NTU, which has a history of providing detailed pension calculations of Congressional perks, estimates Weiner would be eligible for a pension starting at $46,224 when he reaches age 62. Or, he can choose to begin his pension early, at the age of 56, with a reduced amount of $32,357 per year.

In either case, after accounting for Cost of Living Adjustments and life expectancies, Weiner could be in line to receive a total pension payout over his lifetime of $1.28 million (retiring at 62) or $1.12 million (retiring at 56).

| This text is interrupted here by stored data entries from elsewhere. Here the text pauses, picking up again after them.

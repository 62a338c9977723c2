use std::collections::HashMap;
use std::path::Path;
use std::time::{Duration, Instant};

use meshrank_geo::Gps;
use meshrank_protocol::{Device, DeviceFlags};
use rusqlite::Connection;

use crate::db::DbError;

const DEVICE_CACHE_TTL: Duration = Duration::from_secs(30);

/// A snapshot of the device table, merged with the admin `devices.json`
/// overlay. Cheap to clone: callers hold it by value for the duration of
/// one request rather than re-locking per field access.
#[derive(Debug, Clone, Default)]
pub struct DeviceSnapshot {
    pub by_pub: HashMap<String, Device>,
    pub updated_at: String,
}

pub struct DeviceCache {
    snapshot: Option<DeviceSnapshot>,
    fetched_at: Option<Instant>,
}

impl Default for DeviceCache {
    fn default() -> Self {
        Self {
            snapshot: None,
            fetched_at: None,
        }
    }
}

impl DeviceCache {
    /// Invalidate immediately; the next read bypasses the TTL. Used after
    /// admin mutation (hide/flag/relocate).
    pub fn invalidate(&mut self) {
        self.fetched_at = None;
    }

    pub fn read(&mut self, conn: &Connection, overlay_path: &Path) -> Result<DeviceSnapshot, DbError> {
        if let (Some(snap), Some(at)) = (&self.snapshot, self.fetched_at) {
            if at.elapsed() < DEVICE_CACHE_TTL {
                return Ok(snap.clone());
            }
        }
        let snapshot = match read_devices_from_db(conn) {
            Ok(mut snap) => {
                merge_overlay(&mut snap, overlay_path);
                snap
            }
            Err(e) => {
                tracing::warn!(error = %e, "device DB read failed, falling back to overlay only");
                let mut snap = DeviceSnapshot::default();
                merge_overlay(&mut snap, overlay_path);
                snap
            }
        };
        self.snapshot = Some(snapshot.clone());
        self.fetched_at = Some(Instant::now());
        Ok(snapshot)
    }
}

fn read_devices_from_db(conn: &Connection) -> Result<DeviceSnapshot, DbError> {
    let mut stmt = conn.prepare(
        "SELECT pub, name, is_repeater, is_observer, last_seen, last_advert_heard_ms, \
                gps_lat, gps_lon, hidden_on_map, gps_implausible, gps_flagged, gps_estimated, \
                verified_advert, name_valid, updated_at \
         FROM devices",
    )?;
    let rows = stmt.query_map([], |row| {
        let gps_lat: Option<f64> = row.get(6)?;
        let gps_lon: Option<f64> = row.get(7)?;
        Ok(Device {
            pub_key: row.get(0)?,
            name: row.get(1)?,
            is_repeater: row.get::<_, i64>(2)? != 0,
            is_observer: row.get::<_, i64>(3)? != 0,
            last_seen: row.get::<_, Option<String>>(4)?.unwrap_or_default(),
            last_advert_heard_ms: row.get(5)?,
            gps: gps_lat.zip(gps_lon).map(|(lat, lon)| Gps::new(lat, lon)),
            flags: DeviceFlags {
                hidden_on_map: row.get::<_, i64>(8)? != 0,
                gps_implausible: row.get::<_, i64>(9)? != 0,
                gps_flagged: row.get::<_, i64>(10)? != 0,
                gps_estimated: row.get::<_, i64>(11)? != 0,
                exclude_from_routes: false,
            },
            verified_advert: row.get::<_, i64>(12)? != 0,
            name_valid: row.get::<_, i64>(13)? != 0,
            backfilled: false,
        })
    })?;
    let mut by_pub = HashMap::new();
    let mut updated_at = String::new();
    for row in rows {
        let device = row?;
        updated_at = device.last_seen.clone().max(updated_at);
        by_pub.insert(device.pub_key.clone(), device);
    }
    Ok(DeviceSnapshot { by_pub, updated_at })
}

/// Merge `devices.json` (admin-authored overlay) on top of DB rows. The
/// overlay supplies admin-only fields (manual GPS, backfilled flag) that the
/// DB schema doesn't carry; it never removes a device the DB knows about.
fn merge_overlay(snapshot: &mut DeviceSnapshot, overlay_path: &Path) {
    let Ok(text) = std::fs::read_to_string(overlay_path) else {
        return;
    };
    let Ok(overlay): Result<HashMap<String, serde_json::Value>, _> = serde_json::from_str(&text)
    else {
        tracing::warn!(path = %overlay_path.display(), "malformed devices.json overlay, ignoring");
        return;
    };
    for (pub_key, value) in overlay {
        let entry = snapshot.by_pub.entry(pub_key.clone()).or_insert_with(|| Device {
            pub_key: pub_key.clone(),
            name: String::new(),
            is_repeater: false,
            is_observer: false,
            gps: None,
            flags: DeviceFlags::default(),
            last_seen: String::new(),
            last_advert_heard_ms: None,
            verified_advert: false,
            name_valid: false,
            backfilled: false,
        });
        if let Some(backfilled) = value
            .get("raw")
            .and_then(|r| r.get("meta"))
            .and_then(|m| m.get("backfilled"))
            .and_then(|b| b.as_bool())
        {
            entry.backfilled = backfilled;
        }
        if let Some(name) = value.get("name").and_then(|n| n.as_str()) {
            if entry.name.is_empty() {
                entry.name = name.to_owned();
            }
        }
    }
}

#[cfg(test)]
mod tests {
    use super::*;
    use crate::db::Db;

    #[test]
    fn reads_empty_table_without_error() {
        let db = Db::open_in_memory(false).unwrap();
        let mut cache = DeviceCache::default();
        let snap = cache
            .read(db.conn(), Path::new("/nonexistent/devices.json"))
            .unwrap();
        assert!(snap.by_pub.is_empty());
    }

    #[test]
    fn reads_inserted_device_with_gps() {
        let db = Db::open_in_memory(false).unwrap();
        db.conn()
            .execute(
                "INSERT INTO devices (pub, name, is_repeater, is_observer, last_seen, \
                 last_advert_heard_ms, gps_lat, gps_lon, updated_at, verified_advert, name_valid) \
                 VALUES ('AB00', 'Hilltop', 1, 0, '2026-01-01T00:00:00Z', 1000, 51.5, -0.1, \
                 '2026-01-01T00:00:00Z', 1, 1)",
                [],
            )
            .unwrap();
        let mut cache = DeviceCache::default();
        let snap = cache
            .read(db.conn(), Path::new("/nonexistent/devices.json"))
            .unwrap();
        let device = snap.by_pub.get("AB00").unwrap();
        assert_eq!(device.hash_byte(), "AB");
        assert!(device.gps.is_some());
    }

    #[test]
    fn overlay_backfilled_flag_is_merged() {
        let dir = tempfile::tempdir().unwrap();
        let overlay_path = dir.path().join("devices.json");
        std::fs::write(
            &overlay_path,
            r#"{"AB00": {"raw": {"meta": {"backfilled": true}}}}"#,
        )
        .unwrap();
        let db = Db::open_in_memory(false).unwrap();
        db.conn()
            .execute(
                "INSERT INTO devices (pub, name, is_repeater, is_observer, last_seen, updated_at) \
                 VALUES ('AB00', 'Hilltop', 1, 0, '2026-01-01T00:00:00Z', '2026-01-01T00:00:00Z')",
                [],
            )
            .unwrap();
        let mut cache = DeviceCache::default();
        let snap = cache.read(db.conn(), &overlay_path).unwrap();
        assert!(snap.by_pub.get("AB00").unwrap().backfilled);
    }
}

Members of Congress may also participate in the federal Thrift Savings Plan (TSP), a defined contribution arrangement that functions much like a 401(k) plan (lawmakers first elected in 1984 and after receive a “match” from taxpayers on deposits of up to 5 percent of their salaries). 

If Weiner has invested the maximum allowable amount since he became eligible, and has placed his investments in the plan’s “Common Stock Index Investment Fund” to the extent permitted by law, NTU estimates he may have as much as $216,011.96 in accumulated TSP assets. In addition, all Members of Congress have been enrolled in Social Security since the law was changed in 1983.

All figures assume that Weiner applied his service between 1985 and 1991 as a Congressional staffer to Chuck Schumer toward his pension, which is allowed under the rules (NTU conservatively assumed five years from this employment plus his stint in Congress through yesterday).  Participation in the pension system is voluntary (but widespread) for lawmakers serving prior to September 30, 2003.

NTU Executive Vice President Pete Sepp said, “Anthony Weiner’s resignation from Congress may have put an end to the ‘distractions’ and ‘embarrassments’ that prevented him from getting back to work, but for American taxpayers, the scandal may have only just begun.” 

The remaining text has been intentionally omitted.